Study of Pulmonary Function Tests in Patients with Sickle Cell Disease

  • Mithilesh N. Kamble Department of Medicine, Shri Vasantrao Naik Government Medical College, Yavatmal, Maharashtra 445001
  • Shekhar S. Ghodeswar Department of Medicine, Shri Vasantrao Naik Government Medical College, Yavatmal, Maharashtra 445001
Keywords: ethics according to holy books, professional ethics, the relation between religion and ethics, today's professional ethics-the IFAC criteria


Background : Sickle-cell disease (SCD) is a life-long haematological disorder characterized by red blood cells that assume an abnormal, rigid, and sickle shape. Pulmonary involvement is a major cause of morbidity and mortality in patients with SCD. The present study was undertaken to determine pulmonary functions in SCD patients and to compare the pulmonary functions between sickle cell anemia (SCA) and sickle cell trait. Method: Total 155 patients of SCD were enrolled in the study. A detailed history, clinical and relevant investigations were done for all the patients. Pulmonary function test was performed and findings were compared between SCA and sickle cell trait. Results: The patients of SCA (HBSS) were 80(51.61%) while that of sickle cell trait (HBAS) was 75(48.38%). There were lower values of FEV1, FVC and PEFR among SS population as compared to AS population with increase in FEV1/FVC ratio. The restrictive pattern of spirometry was more common among sickle cell patients (53.54%).

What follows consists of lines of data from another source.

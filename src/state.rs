//! Application State
//!
//! Builds the storage backends and services from an `AppConfig` and holds
//! them for the lifetime of the process.

use std::path::PathBuf;
use std::sync::Arc;

use glyph_pool_core::LocalStorage;
use serde::Serialize;
use tracing::{info, warn};

use crate::models::settings::AppConfig;
use crate::services::{
    compose, ComposedSentence, GlyphStore, IdentityProvider, RemoteStore, Resolution,
    ResolutionEngine, IDENTITY_STORAGE_KEY,
};
use crate::storage::{
    MemoryLocalStorage, SqliteDocumentStore, SqliteLocalStorage, UnavailableLocalStorage,
};
use crate::utils::error::AppResult;
use crate::utils::paths::{default_local_storage_path, default_pool_database_path};

/// Snapshot of backend health for diagnostics
#[derive(Debug, Clone, Serialize)]
pub struct HealthReport {
    pub identity: String,
    pub remote_configured: bool,
    pub remote_reachable: bool,
    pub remote_error: Option<String>,
    pub artifact_count: Option<u64>,
    pub local_healthy: bool,
}

/// Application state holding every service
pub struct AppState {
    config: AppConfig,
    local: Arc<dyn LocalStorage>,
    identity: IdentityProvider,
    glyph_store: Arc<GlyphStore>,
    engine: ResolutionEngine,
}

impl AppState {
    /// Build all services from `config`.
    ///
    /// `force_local` keeps the shared pool disabled regardless of config.
    /// Backends that cannot be opened degrade instead of failing. An
    /// unopenable local file leaves the identity in memory and makes local
    /// glyph writes fail with `StorageUnavailable`; an unopenable shared pool
    /// becomes `Disabled`.
    pub fn from_config(config: &AppConfig, force_local: bool) -> AppResult<Self> {
        let local = open_local_storage(config)?;
        let remote = if config.remote_enabled && !force_local {
            open_remote(config)?
        } else {
            info!("shared glyph pool disabled; running local-only");
            RemoteStore::Disabled
        };

        Ok(Self::assemble(
            config.clone(),
            remote,
            local.identity,
            local.glyphs,
        ))
    }

    /// Assemble state from already-built backends.
    pub fn from_parts(
        config: AppConfig,
        remote: RemoteStore,
        local: Arc<dyn LocalStorage>,
    ) -> Self {
        Self::assemble(config, remote, Arc::clone(&local), local)
    }

    fn assemble(
        config: AppConfig,
        remote: RemoteStore,
        identity_storage: Arc<dyn LocalStorage>,
        local: Arc<dyn LocalStorage>,
    ) -> Self {
        let identity = IdentityProvider::new(identity_storage);
        let glyph_store = Arc::new(GlyphStore::new(remote, Arc::clone(&local)));
        let engine = ResolutionEngine::new(Arc::clone(&glyph_store));

        Self {
            config,
            local,
            identity,
            glyph_store,
            engine,
        }
    }

    pub fn config(&self) -> &AppConfig {
        &self.config
    }

    pub fn identity_provider(&self) -> &IdentityProvider {
        &self.identity
    }

    pub fn glyph_store(&self) -> &Arc<GlyphStore> {
        &self.glyph_store
    }

    pub fn engine(&self) -> &ResolutionEngine {
        &self.engine
    }

    /// This device's identity
    pub fn identity(&self) -> String {
        self.identity.get_or_create_identity()
    }

    /// Save a glyph as this device's identity
    pub async fn save(&self, character: &str, image: &str) -> AppResult<String> {
        let identity = self.identity();
        Ok(self.glyph_store.save(&identity, character, image).await?)
    }

    /// Resolve characters as this device's identity
    pub async fn resolve<S: AsRef<str>>(&self, characters: &[S]) -> Resolution {
        let identity = self.identity();
        self.engine.resolve(&identity, characters).await
    }

    /// Compose a sentence (the configured one when `sentence` is None)
    pub async fn compose(&self, sentence: Option<&str>) -> ComposedSentence {
        let identity = self.identity();
        let sentence = sentence.unwrap_or(&self.config.sentence);
        compose(&self.engine, &identity, sentence).await
    }

    /// Probe both backends
    pub async fn health(&self) -> HealthReport {
        let identity = self.identity();
        let local_healthy = self.local.get_item(IDENTITY_STORAGE_KEY).is_ok();

        let mut report = HealthReport {
            identity,
            remote_configured: self.glyph_store.is_remote_available(),
            remote_reachable: false,
            remote_error: None,
            artifact_count: None,
            local_healthy,
        };

        if let RemoteStore::Connected(store) = self.glyph_store.remote() {
            match store.ping().await {
                Ok(()) => {
                    report.remote_reachable = true;
                    match store.count_artifacts().await {
                        Ok(count) => report.artifact_count = Some(count),
                        Err(e) => report.remote_error = Some(e.to_string()),
                    }
                }
                Err(e) => report.remote_error = Some(e.to_string()),
            }
        }

        report
    }
}

fn local_storage_path(config: &AppConfig) -> AppResult<PathBuf> {
    match &config.local_storage_path {
        Some(path) => Ok(PathBuf::from(path)),
        None => default_local_storage_path(),
    }
}

fn remote_database_path(config: &AppConfig) -> AppResult<PathBuf> {
    match &config.remote_database_path {
        Some(path) => Ok(PathBuf::from(path)),
        None => default_pool_database_path(),
    }
}

/// Device-local backends. Both are the same store unless the file could not
/// be opened.
struct LocalBackends {
    identity: Arc<dyn LocalStorage>,
    glyphs: Arc<dyn LocalStorage>,
}

fn open_local_storage(config: &AppConfig) -> AppResult<LocalBackends> {
    let path = local_storage_path(config)?;
    match SqliteLocalStorage::open(&path, config.local_quota_bytes) {
        Ok(storage) => {
            let storage: Arc<dyn LocalStorage> = Arc::new(storage);
            Ok(LocalBackends {
                identity: Arc::clone(&storage),
                glyphs: storage,
            })
        }
        Err(e) => {
            warn!(path = %path.display(), error = %e, "local storage unavailable; identity will not persist and local glyph saves will fail");
            Ok(LocalBackends {
                identity: Arc::new(MemoryLocalStorage::with_quota(config.local_quota_bytes)),
                glyphs: Arc::new(UnavailableLocalStorage::new(e.to_string())),
            })
        }
    }
}

fn open_remote(config: &AppConfig) -> AppResult<RemoteStore> {
    let path = remote_database_path(config)?;
    match SqliteDocumentStore::open(&path) {
        Ok(store) => {
            info!(path = %path.display(), "connected to shared glyph pool");
            Ok(RemoteStore::connected(store))
        }
        Err(e) => {
            warn!(path = %path.display(), error = %e, "shared glyph pool unavailable; running local-only");
            Ok(RemoteStore::Disabled)
        }
    }
}
#[cfg(test)]
mod tests {
    use super::*;

    const IMG_A: &str = "data:image/png;base64,QUFB";
    const IMG_B: &str = "data:image/png;base64,QkJC";

    fn new_artifact(owner: &str, character: &str, image: &str) -> NewGlyphArtifact {
        NewGlyphArtifact::new(owner, character, image).unwrap()
    }

    #[tokio::test]
    async fn create_assigns_id_and_timestamp() {
        let store = SqliteDocumentStore::in_memory().unwrap();

        let created = store
            .create_artifact(new_artifact("user_1", "a", IMG_A))
            .await
            .unwrap();

        assert!(!created.id.is_empty());
        assert!(created.created_at.ends_with('Z'));
        assert_eq!(created.owner_id, "user_1");

        let fetched = store.get_artifact(&created.id).await.unwrap();
        assert_eq!(fetched, Some(created));
    }

    #[tokio::test]
    async fn duplicate_images_are_kept_as_separate_artifacts() {
        let store = SqliteDocumentStore::in_memory().unwrap();

        let first = store
            .create_artifact(new_artifact("user_1", "a", IMG_A))
            .await
            .unwrap();
        let second = store
            .create_artifact(new_artifact("user_1", "a", IMG_A))
            .await
            .unwrap();

        assert_ne!(first.id, second.id);
        assert_eq!(store.count_artifacts().await.unwrap(), 2);
    }

    #[tokio::test]
    async fn query_matches_character_exactly() {
        let store = SqliteDocumentStore::in_memory().unwrap();
        store
            .create_artifact(new_artifact("user_1", "a", IMG_A))
            .await
            .unwrap();
        store
            .create_artifact(new_artifact("user_2", "A", IMG_B))
            .await
            .unwrap();

        let lower = store.query_artifacts("a").await.unwrap();
        assert_eq!(lower.len(), 1);
        assert_eq!(lower[0].image, IMG_A);

        let upper = store.query_artifacts("A").await.unwrap();
        assert_eq!(upper.len(), 1);
        assert_eq!(upper[0].image, IMG_B);

        assert!(store.query_artifacts("b").await.unwrap().is_empty());
    }

    #[tokio::test]
    async fn missing_documents_are_none() {
        let store = SqliteDocumentStore::in_memory().unwrap();
        assert_eq!(store.get_artifact("nope").await.unwrap(), None);
        assert_eq!(store.get_user_map("nobody").await.unwrap(), None);
    }

    #[tokio::test]
    async fn merge_keeps_other_pointers() {
        let store = SqliteDocumentStore::in_memory().unwrap();

        store.merge_user_pointer("user_1", "a", "art-1").await.unwrap();
        store.merge_user_pointer("user_1", "b", "art-2").await.unwrap();
        store.merge_user_pointer("user_1", "a", "art-3").await.unwrap();

        let map = store.get_user_map("user_1").await.unwrap().unwrap();
        assert_eq!(map.len(), 2);
        assert_eq!(map.pointer("a"), Some("art-3"));
        assert_eq!(map.pointer("b"), Some("art-2"));
    }

    #[tokio::test]
    async fn artifacts_cannot_be_updated_or_deleted() {
        let store = SqliteDocumentStore::in_memory().unwrap();
        let created = store
            .create_artifact(new_artifact("user_1", "a", IMG_A))
            .await
            .unwrap();

        let conn = store.database().get_connection().unwrap();
        let update = conn
            .execute(
                "UPDATE global_glyphs SET image = ?1 WHERE id = ?2",
                params![IMG_B, created.id],
            )
            .map_err(|e| remote_error("update", e));
        assert!(matches!(update, Err(CoreError::PermissionDenied(_))));

        let delete = conn
            .execute("DELETE FROM global_glyphs WHERE id = ?1", params![created.id])
            .map_err(|e| remote_error("delete", e));
        assert!(matches!(delete, Err(CoreError::PermissionDenied(_))));
        drop(conn);

        let fetched = store.get_artifact(&created.id).await.unwrap().unwrap();
        assert_eq!(fetched.image, IMG_A);
    }

    #[tokio::test]
    async fn ping_succeeds_on_open_pool() {
        let store = SqliteDocumentStore::in_memory().unwrap();
        assert!(store.ping().await.is_ok());
    }

    #[tokio::test]
    async fn two_handles_on_one_file_share_the_pool() {
        let dir = tempfile::tempdir().unwrap();
        let path = dir.path().join("pool.db");
        let device_one = SqliteDocumentStore::open(&path).unwrap();
        let device_two = SqliteDocumentStore::open(&path).unwrap();

        device_one
            .create_artifact(new_artifact("user_1", "q", IMG_A))
            .await
            .unwrap();

        let seen = device_two.query_artifacts("q").await.unwrap();
        assert_eq!(seen.len(), 1);
        assert_eq!(seen[0].owner_id, "user_1");
    }

    #[tokio::test]
    async fn locked_pool_does_not_stall_other_tasks() {
        use std::sync::atomic::{AtomicUsize, Ordering};
        use std::time::Duration;

        use futures_util::future::join_all;

        let dir = tempfile::tempdir().unwrap();
        let path = dir.path().join("pool.db");
        let store = SqliteDocumentStore::open(&path).unwrap();
        for character in ["x", "y", "z"] {
            store
                .create_artifact(new_artifact("user_1", character, IMG_A))
                .await
                .unwrap();
        }

        // Another device holds the write lock for a while.
        let (locked_tx, locked_rx) = std::sync::mpsc::channel();
        let holder_path = path.clone();
        let holder = std::thread::spawn(move || {
            let conn = rusqlite::Connection::open(holder_path).unwrap();
            conn.execute_batch("BEGIN EXCLUSIVE").unwrap();
            locked_tx.send(()).unwrap();
            std::thread::sleep(Duration::from_millis(500));
            conn.execute_batch("COMMIT").unwrap();
        });
        locked_rx.recv().unwrap();

        let ticks = Arc::new(AtomicUsize::new(0));
        let ticker = {
            let ticks = Arc::clone(&ticks);
            tokio::spawn(async move {
                loop {
                    tokio::time::sleep(Duration::from_millis(10)).await;
                    ticks.fetch_add(1, Ordering::SeqCst);
                }
            })
        };

        let results = join_all(["x", "y", "z"].map(|c| store.query_artifacts(c))).await;
        ticker.abort();
        holder.join().unwrap();

        for result in results {
            assert_eq!(result.unwrap().len(), 1);
        }
        assert!(
            ticks.load(Ordering::SeqCst) > 0,
            "runtime was blocked while waiting on the pool lock"
        );
    }
}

Among SS population in both male (72%) and female (28%) restrictive pattern was common while among AS population most common spirometry pattern was normal spirometry while second most common pattern was restrictive pattern which occurs in 13 patients (39.40%) in males and 20 patients(60.60%) in females. Conclusion: Chronic pulmonary complications in SCA are common. Abnormal pulmonary function was present in 63.87% of total population of SCD. SCA patients have reduced FEV1 and FVC values, despite this reduction they had significantly increased FEV1/FVC ratio which is keeping a restrictive pattern of pulmonary dysfunction.